Skin-peeling speed doomed hypersonic glider, U.S. says
April 23rd, 2012
12:06 AM ET

Skin-peeling speed doomed hypersonic glider, U.S. says

By Larry Shaughnessy

A test flight of an aircraft designed to whip around the world at Mach 20 failed when the high speeds peeled the skin off the unmanned plane, Pentagon researchers conclude in a long-awaited report.

For nine minutes in August, the Defense Advanced Research Projects Agency flew its Hypersonic Technology Vehicle at speeds reaching 20 times the speed of sound - fast enough to fly from New York to Los Angeles in less than 12 minutes. But then, something went wrong, and DARPA is finally explaining what happened.

"The most probable cause of the HTV-2 Flight 2 premature flight termination was unexpected aeroshell degradation," the research group explained in a new statement on the test flight.

Translation: The unmanned glider was streaking through the atmosphere when its outer skin started to rip off the airframe.

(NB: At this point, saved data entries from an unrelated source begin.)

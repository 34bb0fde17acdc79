//! # Common Types and Traits

use core::fmt::{Debug, Display};
use core::hash::Hash;
use num_traits::{FromPrimitive, PrimInt, ToPrimitive, Unsigned};

/// A type that can be used as a token id.
///
/// Any unsigned primitive integer qualifies; `u32` is the common choice.
///
/// Ids are assigned densely from `0`, and stop strictly below
/// [`TokenType::max_value`], which is reserved as [`TokenType::invalid`].
pub trait TokenType:
    'static + PrimInt + Unsigned + FromPrimitive + ToPrimitive + Hash + Debug + Display + Send + Sync
{
    /// The legacy "invalid id" sentinel.
    ///
    /// This is never assigned to a token.
    fn invalid() -> Self {
        Self::max_value()
    }

    /// The first id which cannot be assigned, as a `u64`.
    ///
    /// Clamped to `u64::MAX` for wider types such as `u128`,
    /// so it is only exact for types of 64 bits or fewer.
    fn id_limit() -> u64 {
        Self::max_value().to_u64().unwrap_or(u64::MAX)
    }
}

impl<T> TokenType for T where
    T: 'static
        + PrimInt
        + Unsigned
        + FromPrimitive
        + ToPrimitive
        + Hash
        + Debug
        + Display
        + Send
        + Sync
{
}

/// Token occurrence count type.
pub type CountType = u64;

cfg_if::cfg_if! {
    if #[cfg(feature = "ahash")] {
        /// Type Alias for hash maps in this crate.
        pub type CommonHashMap<K, V> = std::collections::HashMap<K, V, ahash::RandomState>;
    } else if #[cfg(feature = "foldhash")] {
        /// Type Alias for hash maps in this crate.
        pub type CommonHashMap<K, V> = std::collections::HashMap<K, V, foldhash::fast::RandomState>;
    } else {
        /// Type Alias for hash maps in this crate.
        pub type CommonHashMap<K, V> = std::collections::HashMap<K, V>;
    }
}
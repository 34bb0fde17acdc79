#![warn(missing_docs, unused)]
//! # `wordtally` Token Vocabulary Registry
//!
//! A bidirectional `{ token <-> id }` registry with per-token frequency counts,
//! and a plain-text file format which round-trips it.
//!
//! Ids are dense, zero-based, and assigned in first-seen order;
//! see [`types::TokenType`] for the supported id types.
//!
//! See:
//! * [`vocab::TokenRegistry`] to build and query a vocabulary.
//! * [`vocab::io`] to save and load vocabulary files.
//! * [`config`] for default vocabulary path resolution.
//! * [`errors`] for the error taxonomy.
//!
//! ## Crate Features
#![doc = document_features::document_features!()]
//!
//! ## Building a Vocabulary
//!
//! ```rust,no_run
//! use wordtally::vocab::TokenRegistry;
//!
//! fn example() -> wordtally::WTResult<()> {
//!     let mut registry: TokenRegistry<u32> = TokenRegistry::new();
//!
//!     assert_eq!(registry.add_token("cat")?, 0);
//!     assert_eq!(registry.add_token("dog")?, 1);
//!     assert_eq!(registry.add_token("cat")?, 0);
//!     assert_eq!(registry.frequency("cat"), Some(2));
//!
//!     registry.save("data/vocabulary.yaml")?;
//!
//!     let mut loaded: TokenRegistry<u32> = TokenRegistry::new();
//!     loaded.load("data/vocabulary.yaml")?;
//!     assert_eq!(loaded, registry);
//!
//!     Ok(())
//! }
//! ```

pub mod config;
pub mod errors;
pub mod types;
pub mod vocab;

#[doc(inline)]
pub use errors::{WTError, WTResult};
#[doc(inline)]
pub use types::TokenType;
#[doc(inline)]
pub use vocab::TokenRegistry;
//! # Vocabulary Path Configuration

use std::{
    env,
    path::{Path, PathBuf},
};

/// The conventional vocabulary location, relative to the working directory.
pub const DEFAULT_VOCAB_PATH: &str = "data/vocabulary.yaml";

/// Environment variable key to override the default vocabulary path.
pub const WORDTALLY_VOCAB_PATH: &str = "WORDTALLY_VOCAB_PATH";

/// Get the vocabulary path.
///
/// The resolution order is:
/// 1. `path`, if present.
/// 2. [`WORDTALLY_VOCAB_PATH`] env var, if set and non-empty.
/// 3. [`DEFAULT_VOCAB_PATH`].
pub fn resolve_vocab_path<P: AsRef<Path>>(path: Option<P>) -> PathBuf {
    if let Some(path) = path {
        path.as_ref().to_path_buf()
    } else if let Some(path) = env::var_os(WORDTALLY_VOCAB_PATH).filter(|p| !p.is_empty()) {
        PathBuf::from(path)
    } else {
        PathBuf::from(DEFAULT_VOCAB_PATH)
    }
}
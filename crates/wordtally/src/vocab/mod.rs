//! # Token Vocabularies
//!
//! [`TokenRegistry`] is the `{ token <-> id }` registry;
//! [`io`] reads and writes it.

pub mod io;

mod token_registry;

#[doc(inline)]
pub use token_registry::{INVALID_TOKEN, TokenRegistry};
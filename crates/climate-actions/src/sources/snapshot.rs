use super::{ActionSource, SourceError};
use async_trait::async_trait;
use serde_json::Value;
use std::path::{Path, PathBuf};
use tracing::debug;

/// Static JSON snapshot of the catalog, regenerated by `build-data`.
#[derive(Debug, Clone)]
pub struct SnapshotSource {
    path: PathBuf,
}

impl SnapshotSource {
    pub fn new(path: impl Into<PathBuf>) -> Self {
        Self { path: path.into() }
    }

    pub fn path(&self) -> &Path {
        &self.path
    }
}

#[async_trait]
impl ActionSource for SnapshotSource {
    fn name(&self) -> &'static str {
        "static snapshot"
    }

    async fn fetch(&self) -> Result<Value, SourceError> {
        debug!(path = %self.path.display(), "reading static snapshot");
        let raw = tokio::fs::read_to_string(&self.path)
            .await
            .map_err(|source| SourceError::Io {
                path: self.path.clone(),
                source,
            })?;
        Ok(serde_json::from_str(&raw)?)
    }
}
use std::sync::Arc;

use chrono::NaiveDate;
use serde::Serialize;
use tracing::info;

use crate::catalog::domain::ActionRecord;
use crate::catalog::export::{export_actions, ExportError, ExportFormat, ExportPayload};
use crate::catalog::filter::{distinct_cities, filter_actions, FilterCriteria};
use crate::catalog::kpi::{aggregate, KpiSummary};
use crate::catalog::sort::sort_actions;
use crate::catalog::status::{
    overlay_status_changes, LedgerError, StatusChange, StatusLedger, StatusUpdateAck,
    StatusUpdateRequest,
};
use crate::loader::{LoadError, Loader};
use crate::sources::ActionSource;

/// Server-side view of one filter pass over the catalog.
#[derive(Debug, Clone, PartialEq, Serialize)]
pub struct CatalogSummary {
    pub criteria: FilterCriteria,
    pub matched: Vec<ActionRecord>,
    pub kpis: KpiSummary,
    /// Cities across the whole catalog, not only the matched records.
    pub cities: Vec<String>,
}

#[derive(Debug, thiserror::Error)]
pub enum CatalogServiceError {
    #[error(transparent)]
    Load(#[from] LoadError),
    #[error(transparent)]
    Ledger(#[from] LedgerError),
    #[error(transparent)]
    Export(#[from] ExportError),
}

/// Composes the loader with the status ledger so reads reflect accepted
/// status updates.
pub struct CatalogService<S, L> {
    loader: Loader<S>,
    ledger: Arc<L>,
}

impl<S, L> CatalogService<S, L>
where
    S: ActionSource + 'static,
    L: StatusLedger + 'static,
{
    pub fn new(loader: Loader<S>, ledger: Arc<L>) -> Self {
        Self { loader, ledger }
    }

    /// Current catalog in display order with pending status changes applied.
    pub async fn actions(&self) -> Result<Vec<ActionRecord>, CatalogServiceError> {
        let records = self.loader.load().await?;
        let changes = self.ledger.entries()?;
        if changes.is_empty() {
            return Ok(records);
        }
        // Status changes alter priority, so re-sort after the overlay.
        Ok(sort_actions(&overlay_status_changes(&records, &changes)))
    }

    pub fn update_status(
        &self,
        request: StatusUpdateRequest,
        today: NaiveDate,
    ) -> Result<StatusUpdateAck, CatalogServiceError> {
        let change = StatusChange::from_request(request, today);
        let (action_id, status) = (change.action_id.clone(), change.status);
        self.ledger.record(change)?;
        info!(
            action_id = %action_id,
            status = %status,
            "status update accepted; spreadsheet write-back not performed"
        );
        Ok(StatusUpdateAck::accepted())
    }

    pub async fn summary(
        &self,
        criteria: FilterCriteria,
    ) -> Result<CatalogSummary, CatalogServiceError> {
        let records = self.actions().await?;
        let matched = filter_actions(&records, &criteria, criteria.effective_search(""));
        Ok(CatalogSummary {
            kpis: aggregate(&matched),
            cities: distinct_cities(&records),
            criteria,
            matched,
        })
    }

    pub async fn export(
        &self,
        criteria: &FilterCriteria,
        format: ExportFormat,
        date: NaiveDate,
    ) -> Result<ExportPayload, CatalogServiceError> {
        let records = self.actions().await?;
        let matched = filter_actions(&records, criteria, criteria.effective_search(""));
        Ok(export_actions(&matched, format, date)?)
    }
}
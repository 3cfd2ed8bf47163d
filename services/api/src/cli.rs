use crate::reports::{
    run_build_data, run_export, run_summary, run_update_status, BuildDataArgs, ExportArgs,
    SummaryArgs, UpdateStatusArgs,
};
use crate::server;
use clap::{Args, Parser, Subcommand};
use climate_actions::config::AppConfig;
use climate_actions::error::AppError;
use climate_actions::telemetry;

#[derive(Parser, Debug)]
#[command(
    name = "Climate Action Dashboard",
    about = "Serve, summarise and export the climate action catalog",
    version
)]
struct Cli {
    #[command(subcommand)]
    command: Option<Command>,
}

#[derive(Subcommand, Debug)]
enum Command {
    /// Start the HTTP service (default command)
    Serve(ServeArgs),
    /// Print KPIs for the catalog, optionally filtered by a shared query string
    Summary(SummaryArgs),
    /// Write the filtered catalog as a CSV or JSON download
    Export(ExportArgs),
    /// Regenerate the static JSON snapshot from a CSV export
    BuildData(BuildDataArgs),
    /// Send a status update to a running service
    UpdateStatus(UpdateStatusArgs),
}

#[derive(Args, Debug, Default)]
pub(crate) struct ServeArgs {
    /// Override the configured host for the HTTP server
    #[arg(long)]
    pub(crate) host: Option<String>,
    /// Override the configured port for the HTTP server
    #[arg(long)]
    pub(crate) port: Option<u16>,
}

pub(crate) async fn run() -> Result<(), AppError> {
    let cli = Cli::parse();
    let command = cli
        .command
        .unwrap_or_else(|| Command::Serve(ServeArgs::default()));

    let config = AppConfig::load()?;
    telemetry::init(&config.telemetry)?;

    match command {
        Command::Serve(args) => server::run(config, args).await,
        Command::Summary(args) => run_summary(&config, args).await,
        Command::Export(args) => run_export(&config, args).await,
        Command::BuildData(args) => run_build_data(args),
        Command::UpdateStatus(args) => {
            let request = args.into_request().unwrap_or_else(|err| err.exit());
            run_update_status(&config, request).await
        }
    }
}
#![allow(dead_code)]

use climate_actions::catalog::{
    ActionRecord, ActionStatus, Category, CostTier, FilterCriteria, Sector,
};
use proptest::prelude::*;
use serde_json::{json, Value};

pub const CITIES: [&str; 6] = [
    "Serra",
    "Recife",
    "Corumbá",
    "Caxias do Sul",
    "Rio de Janeiro",
    "São Paulo",
];

pub fn record(
    id: &str,
    city: &str,
    category: Category,
    sector: Sector,
    status: ActionStatus,
) -> ActionRecord {
    ActionRecord {
        id: id.to_string(),
        city: city.to_string(),
        country: "Brazil".to_string(),
        action_name: format!("Action {id}"),
        category,
        sector,
        cost_tier: CostTier::Medium,
        investment_usd: None,
        status,
        reduction_potential_pct: None,
        implementation_time_years: None,
        description: String::new(),
        owner: None,
        last_updated: "2025-01-01".to_string(),
        status_history: None,
        tags: None,
    }
}

/// The two-record catalog used across scenario tests.
pub fn serra_recife() -> Value {
    json!([
        {
            "id": "1",
            "city": "Serra",
            "country": "Brazil",
            "actionName": "Landfill gas capture",
            "category": "Mitigation",
            "sector": "Waste",
            "costTier": "High",
            "status": "Completed",
            "description": "Capture and flare landfill methane",
            "lastUpdated": "2025-03-01"
        },
        {
            "id": "2",
            "city": "Recife",
            "country": "Brazil",
            "actionName": "Mangrove restoration",
            "category": "Adaptation",
            "sector": "AFOLU",
            "costTier": "Low",
            "status": "In progress",
            "description": "Restore coastal mangroves",
            "lastUpdated": "2025-04-15",
            "tags": ["coastal", "nature-based"]
        }
    ])
}

pub fn ids(records: &[ActionRecord]) -> Vec<&str> {
    records.iter().map(|record| record.id.as_str()).collect()
}

fn one_of<T: Copy + std::fmt::Debug + 'static, const N: usize>(
    values: [T; N],
) -> impl Strategy<Value = T> {
    (0..N).prop_map(move |index| values[index])
}

pub fn category() -> impl Strategy<Value = Category> {
    one_of(Category::ordered())
}

pub fn sector() -> impl Strategy<Value = Sector> {
    one_of(Sector::ordered())
}

pub fn cost_tier() -> impl Strategy<Value = CostTier> {
    one_of(CostTier::ordered())
}

pub fn status() -> impl Strategy<Value = ActionStatus> {
    one_of(ActionStatus::ordered())
}

pub fn action_record() -> impl Strategy<Value = ActionRecord> {
    (
        0u32..50,
        one_of(CITIES),
        category(),
        sector(),
        cost_tier(),
        status(),
        "[a-z ]{0,16}",
        prop::option::of(prop::collection::vec("[a-z]{1,6}", 0..3)),
    )
        .prop_map(
            |(id, city, category, sector, cost_tier, status, description, tags)| ActionRecord {
                cost_tier,
                description,
                tags,
                ..record(&id.to_string(), city, category, sector, status)
            },
        )
}

pub fn catalog() -> impl Strategy<Value = Vec<ActionRecord>> {
    prop::collection::vec(action_record(), 0..24)
}

pub fn criteria() -> impl Strategy<Value = FilterCriteria> {
    (
        prop::option::of(one_of(CITIES).prop_map(str::to_string)),
        prop::collection::vec(category(), 0..2),
        prop::collection::vec(sector(), 0..3),
        prop::collection::vec(cost_tier(), 0..2),
        prop::collection::vec(status(), 0..3),
        prop::option::of("[a-z]{1,4}"),
    )
        .prop_map(
            |(city, categories, sectors, cost_tiers, statuses, search)| FilterCriteria {
                city,
                categories,
                sectors,
                cost_tiers,
                statuses,
                search,
            },
        )
}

DARPA knew friction from the glider passing through the air so fast would cause it to heat up. It also expected "a gradual wearing away of the vehicle's skin as it reached stress tolerance limits," based on ground tests.

"However, larger-than-anticipated portions of the vehicle's skin peeled from the aerostructure," the statement said. "The resulting gaps created strong, impulsive shock waves around the vehicle as it traveled nearly 13,000 miles per hour, causing the vehicle to roll abruptly."

When that "anomaly" occurred, a safety computer slowed the glider down and it splashed down in the Pacific Ocean, where it's now probably an artificial reef with a moon roof.

The goal of the project is to create an aircraft that can fly anywhere in the world in under an hour to strike a target. The test plane was launched by a Minotaur IV rocket from Vandenberg Air Force Base in California, then separated from the booster and re-entered the atmosphere over the Pacific.

At Mach 20, friction from the surrounding air subjects the vehicle to temperatures of more than 3,500 degrees Fahrenheit (1,925 C).

DARPA said a group of independent experts decided they couldn't have predicted the problem. "The data from second flight revealed that extrapolating from known flight regimes and relying solely on advanced thermal modeling and ground testing could not successfully predict the harsh realities of Mach 20 atmospheric flight," the agency said.

A 2010 test also ended with the craft plunging into the Pacific. In spite of the problems, DARPA said it did learn a lot from the August test.

"We successfully incorporated aerodynamic knowledge gained from the first flight into the second flight," Maj. Chris Schultz, the program manager, said. And future flights will incorporate what was learned in the second test, he said.